Though her father supports Mindy’s desire to meet her family of origin, he struggles privately with an unsettling fear that he’ll lose the daughter he’s poured his heart into. Mindy’s mother undergoes the emotional rollercoaster inherent in the adoption of a child from a war-torn country, discovering the joy hidden amid the difficulties. And Mindy’s sister helps her sort through relics that whisper of the effect the trauma of war has had on their family–but also speak of the beauty of overcoming.
Told through three strong voices in three compelling timelines, The Nature of Small Birds is a hopeful story that explores the meaning of family far beyond genetic code.
Buy your copy here.
Several years ago, I heard a mention of a new novel by Susie Finkbeiner. I admired the cover, but never actually stopped to pick it up to read it—despite it sitting on my Kindle almost begging me to read it for quite a while! Fast forward to a month or so ago, when I saw that she had another one coming out. This one came recommended by an author I know and appreciate, so I signed up to review it. Little did I know the story would suck me in the way it did.

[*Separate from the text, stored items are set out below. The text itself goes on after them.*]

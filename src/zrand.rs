//! The `random` opcode's random number generator: a uniform mode for normal
//! play and a predictable counter mode for deterministic testing/recording.

use log::debug;
use rand::{rngs::StdRng, Rng, RngCore, SeedableRng};

enum Mode {
    Uniform,
    Predictable { period: u16, counter: u16 },
}

pub struct ZRand {
    rng: Box<dyn RngCore>,
    mode: Mode,
}

impl ZRand {
    pub fn new_uniform() -> ZRand {
        ZRand { rng: Box::new(rand::thread_rng()), mode: Mode::Uniform }
    }

    pub fn new_predictable(seed: u64, period: u16) -> ZRand {
        ZRand {
            rng: Box::new(StdRng::seed_from_u64(seed)),
            mode: Mode::Predictable { period: period.max(1), counter: 1 },
        }
    }

    /// Implements the full `random` opcode: `range == 0` switches to uniform
    /// mode and returns 0; `range < 0` switches to predictable mode with
    /// period `-range` and returns 0; `range > 0` draws the next value.
    pub fn random(&mut self, range: i16) -> u16 {
        match range.cmp(&0) {
            std::cmp::Ordering::Equal => {
                debug!("random(0): switching to uniform mode");
                self.mode = Mode::Uniform;
                0
            }
            std::cmp::Ordering::Less => {
                let period = (-range) as u16;
                debug!("random({range}): switching to predictable mode, period {period}");
                self.mode = Mode::Predictable { period, counter: 1 };
                0
            }
            std::cmp::Ordering::Greater => match &mut self.mode {
                Mode::Uniform => self.rng.gen_range(1..=range as u16),
                Mode::Predictable { period, counter } => {
                    // Predictable mode ignores the caller's range once the
                    // period has been set via a prior `random(n<0)`.
                    let value = *counter;
                    *counter += 1;
                    if *counter > *period {
                        *counter = 1;
                    }
                    value
                }
            },
        }
    }
}

impl Default for ZRand {
    fn default() -> Self {
        Self::new_uniform()
    }
}

#[cfg(test)]
mod tests {
    use super::*;

    #[test]
    fn predictable_mode_cycles_through_period() {
        let mut r = ZRand::new_predictable(1, 1);
        assert_eq!(r.random(-3), 0);
        assert_eq!(r.random(3), 1);
        assert_eq!(r.random(3), 2);
        assert_eq!(r.random(3), 3);
        assert_eq!(r.random(3), 1);
    }

    #[test]
    fn zero_switches_to_uniform_and_returns_zero() {
        let mut r = ZRand::new_predictable(1, 5);
        assert_eq!(r.random(0), 0);
        let v = r.random(10);
        assert!((1..=10).contains(&v));
    }

    #[test]
    fn uniform_mode_stays_in_range() {
        let mut r = ZRand::new_uniform();
        for _ in 0..50 {
            let v = r.random(6);
            assert!((1..=6).contains(&v));
        }
    }
}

I remember catching something about Operation Babylift, Vietnam, and split-time novel from the description, but I was unprepared for the depth and beauty I’ve met within these pages.
These characters each have heart-touching stories of love, hope, and a dash of grief—the things we run into in our normal lives. I admired the author’s ability to pull me into each time, helping me to get to know the characters at their different stages. I never was confused about whose head and what time I was in (and got more than one good chuckle at the observations about 70’s styles or decor!), and each thread of the story is expertly woven into the others, while still pulling its own weight. I’m in awe—and, yes, a little jealous—of how the story crafting was done.

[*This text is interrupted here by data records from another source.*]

//! Arithmetic, bitwise, and comparison opcodes. Comparisons report their
//! condition back to the caller, which applies it to the instruction's
//! branch via `Interpreter::do_branch`.

use crate::error::{ZError, ZResult};
use crate::instruction::Instruction;
use crate::interpreter::ExecutionResult;
use crate::vm::VM;
use log::trace;

fn store(vm: &mut VM, inst: &Instruction, value: u16) -> ZResult<()> {
    if let Some(var) = inst.store_var {
        vm.write_variable(var, value)?;
    }
    Ok(())
}

pub fn execute(vm: &mut VM, inst: &Instruction, ops: &[u16]) -> ZResult<ExecutionResult> {
    match inst.name {
        "add" => {
            let r = (ops[0] as i16).wrapping_add(ops[1] as i16) as u16;
            store(vm, inst, r)?;
            Ok(ExecutionResult::Continue)
        }
        "sub" => {
            let r = (ops[0] as i16).wrapping_sub(ops[1] as i16) as u16;
            store(vm, inst, r)?;
            Ok(ExecutionResult::Continue)
        }
        "mul" => {
            let r = (ops[0] as i16).wrapping_mul(ops[1] as i16) as u16;
            store(vm, inst, r)?;
            Ok(ExecutionResult::Continue)
        }
        "div" => {
            if ops[1] == 0 {
                return Err(ZError::fatal("div: division by zero"));
            }
            let r = (ops[0] as i16).wrapping_div(ops[1] as i16) as u16;
            store(vm, inst, r)?;
            Ok(ExecutionResult::Continue)
        }
        "mod" => {
            if ops[1] == 0 {
                return Err(ZError::fatal("mod: division by zero"));
            }
            let r = (ops[0] as i16).wrapping_rem(ops[1] as i16) as u16;
            store(vm, inst, r)?;
            Ok(ExecutionResult::Continue)
        }
        "and" => {
            store(vm, inst, ops[0] & ops[1])?;
            Ok(ExecutionResult::Continue)
        }
        "or" => {
            store(vm, inst, ops[0] | ops[1])?;
            Ok(ExecutionResult::Continue)
        }
        "not" => {
            store(vm, inst, !ops[0])?;
            Ok(ExecutionResult::Continue)
        }
        "je" => {
            let condition = ops[1..].iter().any(|&o| o == ops[0]);
            trace!("je {:?} -> {condition}", ops);
            Ok(ExecutionResult::Condition(condition))
        }
        "jl" => Ok(ExecutionResult::Condition((ops[0] as i16) < (ops[1] as i16))),
        "jg" => Ok(ExecutionResult::Condition((ops[0] as i16) > (ops[1] as i16))),
        "jz" => Ok(ExecutionResult::Condition(ops[0] == 0)),
        "test" => Ok(ExecutionResult::Condition(ops[0] & ops[1] == ops[1])),
        _ => Err(ZError::fatal(format!("opcodes_math: unhandled opcode {}", inst.name))),
    }
}

pub fn handles(name: &str) -> bool {
    matches!(name, "add" | "sub" | "mul" | "div" | "mod" | "and" | "or" | "not" | "je" | "jl" | "jg" | "jz" | "test")
}

#[cfg(test)]
mod tests {
    use super::*;
    use crate::instruction::{Form, OperandCount};
    use crate::memory::Memory;

    fn vm() -> VM {
        let mut b = vec![0u8; 0x100];
        b[0] = 3;
        b[0x1a] = 0x01;
        VM::new(Memory::new(b).unwrap())
    }

    fn inst(name: &'static str, store_var: Option<u8>) -> Instruction {
        Instruction {
            addr: 0,
            name,
            form: Form::Long,
            operand_count: OperandCount::Op2,
            operands: vec![],
            store_var,
            branch: None,
            text: None,
            size: 0,
        }
    }

    #[test]
    fn add_wraps_signed() {
        let mut v = vm();
        let i = inst("add", Some(16));
        execute(&mut v, &i, &[0x7FFF, 1]).unwrap();
        assert_eq!(v.read_global(16), 0x8000);
    }

    #[test]
    fn div_by_zero_is_fatal() {
        let mut v = vm();
        let i = inst("div", Some(16));
        assert!(execute(&mut v, &i, &[10, 0]).is_err());
    }

    #[test]
    fn je_checks_against_any_of_remaining_operands() {
        let mut v = vm();
        let i = inst("je", None);
        match execute(&mut v, &i, &[5, 1, 5, 9]).unwrap() {
            ExecutionResult::Condition(c) => assert!(c),
            _ => panic!("expected Condition"),
        }
    }
}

The history? I could rhapsodize about that, too, but I won’t. This book is well worth reading if you enjoy stories that aren’t necessarily your typical historical or contemporary reads. It also isn’t that strong on romance, which I enjoyed as a change—there’s a married couple in here, but the focus is on the family growing as a whole, rather than their relationship. You see little hints every now and then—with a kiss or some other romantic gesture, but that’s not the main point of the book. A recommended story!
If you enjoy historical fiction (like me) and aren’t necessarily looking for a romance novel, but one that deals with normal, everyday life and the struggles and joys we often face, this could be an excellent book for you. I appreciated that the author dealt with some tough topics (like adoption and difficult mothers-in-law) in this story; it never felt forced, but I was glad that it was there.
Have you read any historical fiction that really stood out to you lately?